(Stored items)
>>

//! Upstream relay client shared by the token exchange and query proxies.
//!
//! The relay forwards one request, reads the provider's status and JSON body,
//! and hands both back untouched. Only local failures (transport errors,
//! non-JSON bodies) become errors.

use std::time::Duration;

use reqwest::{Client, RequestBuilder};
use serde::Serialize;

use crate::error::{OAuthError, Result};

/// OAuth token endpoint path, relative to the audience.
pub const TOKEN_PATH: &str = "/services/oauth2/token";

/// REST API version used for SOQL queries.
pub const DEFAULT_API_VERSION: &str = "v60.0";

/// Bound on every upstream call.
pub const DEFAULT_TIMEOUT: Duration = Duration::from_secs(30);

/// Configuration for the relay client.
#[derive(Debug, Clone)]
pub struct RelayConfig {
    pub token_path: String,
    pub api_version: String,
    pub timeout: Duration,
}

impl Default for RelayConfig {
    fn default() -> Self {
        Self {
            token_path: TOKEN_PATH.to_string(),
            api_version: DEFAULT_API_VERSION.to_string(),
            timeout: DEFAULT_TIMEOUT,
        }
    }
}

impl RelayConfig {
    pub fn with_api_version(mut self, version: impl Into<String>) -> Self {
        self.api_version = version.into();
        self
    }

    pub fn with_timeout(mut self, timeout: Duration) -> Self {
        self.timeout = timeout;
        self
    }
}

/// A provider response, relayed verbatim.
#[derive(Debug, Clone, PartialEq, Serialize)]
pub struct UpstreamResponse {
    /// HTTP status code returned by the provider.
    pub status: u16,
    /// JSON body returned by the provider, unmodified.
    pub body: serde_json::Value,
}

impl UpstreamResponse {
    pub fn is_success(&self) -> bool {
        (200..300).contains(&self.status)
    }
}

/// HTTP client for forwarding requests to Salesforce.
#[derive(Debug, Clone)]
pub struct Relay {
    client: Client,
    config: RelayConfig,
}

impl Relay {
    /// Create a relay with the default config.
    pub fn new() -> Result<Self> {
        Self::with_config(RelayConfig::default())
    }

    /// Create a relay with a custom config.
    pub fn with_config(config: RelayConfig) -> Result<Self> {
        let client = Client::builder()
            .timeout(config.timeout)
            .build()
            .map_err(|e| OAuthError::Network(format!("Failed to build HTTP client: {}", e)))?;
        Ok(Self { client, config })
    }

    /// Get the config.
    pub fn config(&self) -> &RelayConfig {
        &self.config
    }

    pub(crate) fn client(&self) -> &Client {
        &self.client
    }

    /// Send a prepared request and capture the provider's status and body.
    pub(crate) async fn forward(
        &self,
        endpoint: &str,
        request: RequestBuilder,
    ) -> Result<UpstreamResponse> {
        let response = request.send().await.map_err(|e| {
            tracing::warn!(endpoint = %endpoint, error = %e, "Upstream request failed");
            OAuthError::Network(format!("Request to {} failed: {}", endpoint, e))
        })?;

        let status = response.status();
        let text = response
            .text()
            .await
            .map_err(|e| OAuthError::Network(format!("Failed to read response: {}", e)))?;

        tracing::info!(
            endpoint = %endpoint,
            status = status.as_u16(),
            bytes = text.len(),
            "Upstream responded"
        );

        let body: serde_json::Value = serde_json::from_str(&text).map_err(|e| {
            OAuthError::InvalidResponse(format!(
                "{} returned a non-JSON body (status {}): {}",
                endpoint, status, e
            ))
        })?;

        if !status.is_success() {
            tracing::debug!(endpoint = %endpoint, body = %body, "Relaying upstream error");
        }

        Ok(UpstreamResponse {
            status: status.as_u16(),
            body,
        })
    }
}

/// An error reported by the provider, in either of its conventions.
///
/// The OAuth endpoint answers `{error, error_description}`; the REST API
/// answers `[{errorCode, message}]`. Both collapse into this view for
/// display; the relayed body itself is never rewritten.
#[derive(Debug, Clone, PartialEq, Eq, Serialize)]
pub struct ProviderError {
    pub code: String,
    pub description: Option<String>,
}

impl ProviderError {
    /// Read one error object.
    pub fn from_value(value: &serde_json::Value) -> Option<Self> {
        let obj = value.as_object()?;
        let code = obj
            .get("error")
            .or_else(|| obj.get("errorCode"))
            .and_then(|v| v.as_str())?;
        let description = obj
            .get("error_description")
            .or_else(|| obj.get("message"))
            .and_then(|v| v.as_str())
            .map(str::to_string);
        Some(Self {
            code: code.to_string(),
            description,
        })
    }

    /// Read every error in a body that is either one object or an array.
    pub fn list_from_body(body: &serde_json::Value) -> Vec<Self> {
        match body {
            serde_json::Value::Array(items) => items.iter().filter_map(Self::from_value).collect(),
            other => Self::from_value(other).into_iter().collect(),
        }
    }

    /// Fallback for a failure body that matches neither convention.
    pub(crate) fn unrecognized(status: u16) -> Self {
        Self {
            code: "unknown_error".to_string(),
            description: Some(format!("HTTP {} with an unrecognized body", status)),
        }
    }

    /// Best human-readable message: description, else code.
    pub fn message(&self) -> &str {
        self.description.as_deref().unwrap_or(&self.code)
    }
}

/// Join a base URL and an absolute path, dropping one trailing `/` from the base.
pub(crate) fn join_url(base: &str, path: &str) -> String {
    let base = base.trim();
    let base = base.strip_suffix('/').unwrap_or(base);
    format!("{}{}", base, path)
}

<<

Your goal: Copy the lines above exactly, leaving every word as it is.

Result of this task:
//! Upstream relay client shared by the token exchange and query proxies.
//!
//! The relay forwards one request, reads the provider's status and JSON body,
//! and hands both back untouched. Only local failures (transport errors,
//! non-JSON bodies) become errors.

use std::time::Duration;

use reqwest::{Client, RequestBuilder};
use serde::Serialize;

use crate::error::{OAuthError, Result};

/// OAuth token endpoint path, relative to the audience.
pub const TOKEN_PATH: &str = "/services/oauth2/token";

/// REST API version used for SOQL queries.
pub const DEFAULT_API_VERSION: &str = "v60.0";

/// Bound on every upstream call.
pub const DEFAULT_TIMEOUT: Duration = Duration::from_secs(30);

/// Configuration for the relay client.
#[derive(Debug, Clone)]
pub struct RelayConfig {
    pub token_path: String,
    pub api_version: String,
    pub timeout: Duration,
}

impl Default for RelayConfig {
    fn default() -> Self {
        Self {
            token_path: TOKEN_PATH.to_string(),
            api_version: DEFAULT_API_VERSION.to_string(),
            timeout: DEFAULT_TIMEOUT,
        }
    }
}

impl RelayConfig {
    pub fn with_api_version(mut self, version: impl Into<String>) -> Self {
        self.api_version = version.into();
        self
    }

    pub fn with_timeout(mut self, timeout: Duration) -> Self {
        self.timeout = timeout;
        self
    }
}

/// A provider response, relayed verbatim.
#[derive(Debug, Clone, PartialEq, Serialize)]
pub struct UpstreamResponse {
    /// HTTP status code returned by the provider.
    pub status: u16,
    /// JSON body returned by the provider, unmodified.
    pub body: serde_json::Value,
}

impl UpstreamResponse {
    pub fn is_success(&self) -> bool {
        (200..300).contains(&self.status)
    }
}

/// HTTP client for forwarding requests to Salesforce.
#[derive(Debug, Clone)]
pub struct Relay {
    client: Client,
    config: RelayConfig,
}

impl Relay {
    /// Create a relay with the default config.
    pub fn new() -> Result<Self> {
        Self::with_config(RelayConfig::default())
    }

    /// Create a relay with a custom config.
    pub fn with_config(config: RelayConfig) -> Result<Self> {
        let client = Client::builder()
            .timeout(config.timeout)
            .build()
            .map_err(|e| OAuthError::Network(format!("Failed to build HTTP client: {}", e)))?;
        Ok(Self { client, config })
    }

    /// Get the config.
    pub fn config(&self) -> &RelayConfig {
        &self.config
    }

    pub(crate) fn client(&self) -> &Client {
        &self.client
    }

    /// Send a prepared request and capture the provider's status and body.
    pub(crate) async fn forward(
        &self,
        endpoint: &str,
        request: RequestBuilder,
    ) -> Result<UpstreamResponse> {
        let response = request.send().await.map_err(|e| {
            tracing::warn!(endpoint = %endpoint, error = %e, "Upstream request failed");
            OAuthError::Network(format!("Request to {} failed: {}", endpoint, e))
        })?;

        let status = response.status();
        let text = response
            .text()
            .await
            .map_err(|e| OAuthError::Network(format!("Failed to read response: {}", e)))?;

        tracing::info!(
            endpoint = %endpoint,
            status = status.as_u16(),
            bytes = text.len(),
            "Upstream responded"
        );

        let body: serde_json::Value = serde_json::from_str(&text).map_err(|e| {
            OAuthError::InvalidResponse(format!(
                "{} returned a non-JSON body (status {}): {}",
                endpoint, status, e
            ))
        })?;

        if !status.is_success() {
            tracing::debug!(endpoint = %endpoint, body = %body, "Relaying upstream error");
        }

        Ok(UpstreamResponse {
            status: status.as_u16(),
            body,
        })
    }
}

/// An error reported by the provider, in either of its conventions.
///
/// The OAuth endpoint answers `{error, error_description}`; the REST API
/// answers `[{errorCode, message}]`. Both collapse into this view for
/// display; the relayed body itself is never rewritten.
#[derive(Debug, Clone, PartialEq, Eq, Serialize)]
pub struct ProviderError {
    pub code: String,
    pub description: Option<String>,
}

impl ProviderError {
    /// Read one error object.
    pub fn from_value(value: &serde_json::Value) -> Option<Self> {
        let obj = value.as_object()?;
        let code = obj
            .get("error")
            .or_else(|| obj.get("errorCode"))
            .and_then(|v| v.as_str())?;
        let description = obj
            .get("error_description")
            .or_else(|| obj.get("message"))
            .and_then(|v| v.as_str())
            .map(str::to_string);
        Some(Self {
            code: code.to_string(),
            description,
        })
    }

    /// Read every error in a body that is either one object or an array.
    pub fn list_from_body(body: &serde_json::Value) -> Vec<Self> {
        match body {
            serde_json::Value::Array(items) => items.iter().filter_map(Self::from_value).collect(),
            other => Self::from_value(other).into_iter().collect(),
        }
    }

    /// Fallback for a failure body that matches neither convention.
    pub(crate) fn unrecognized(status: u16) -> Self {
        Self {
            code: "unknown_error".to_string(),
            description: Some(format!("HTTP {} with an unrecognized body", status)),
        }
    }

    /// Best human-readable message: description, else code.
    pub fn message(&self) -> &str {
        self.description.as_deref().unwrap_or(&self.code)
    }
}

/// Join a base URL and an absolute path, dropping one trailing `/` from the base.
pub(crate) fn join_url(base: &str, path: &str) -> String {
    let base = base.trim();
    let base = base.strip_suffix('/').unwrap_or(base);
    format!("{}{}", base, path)
}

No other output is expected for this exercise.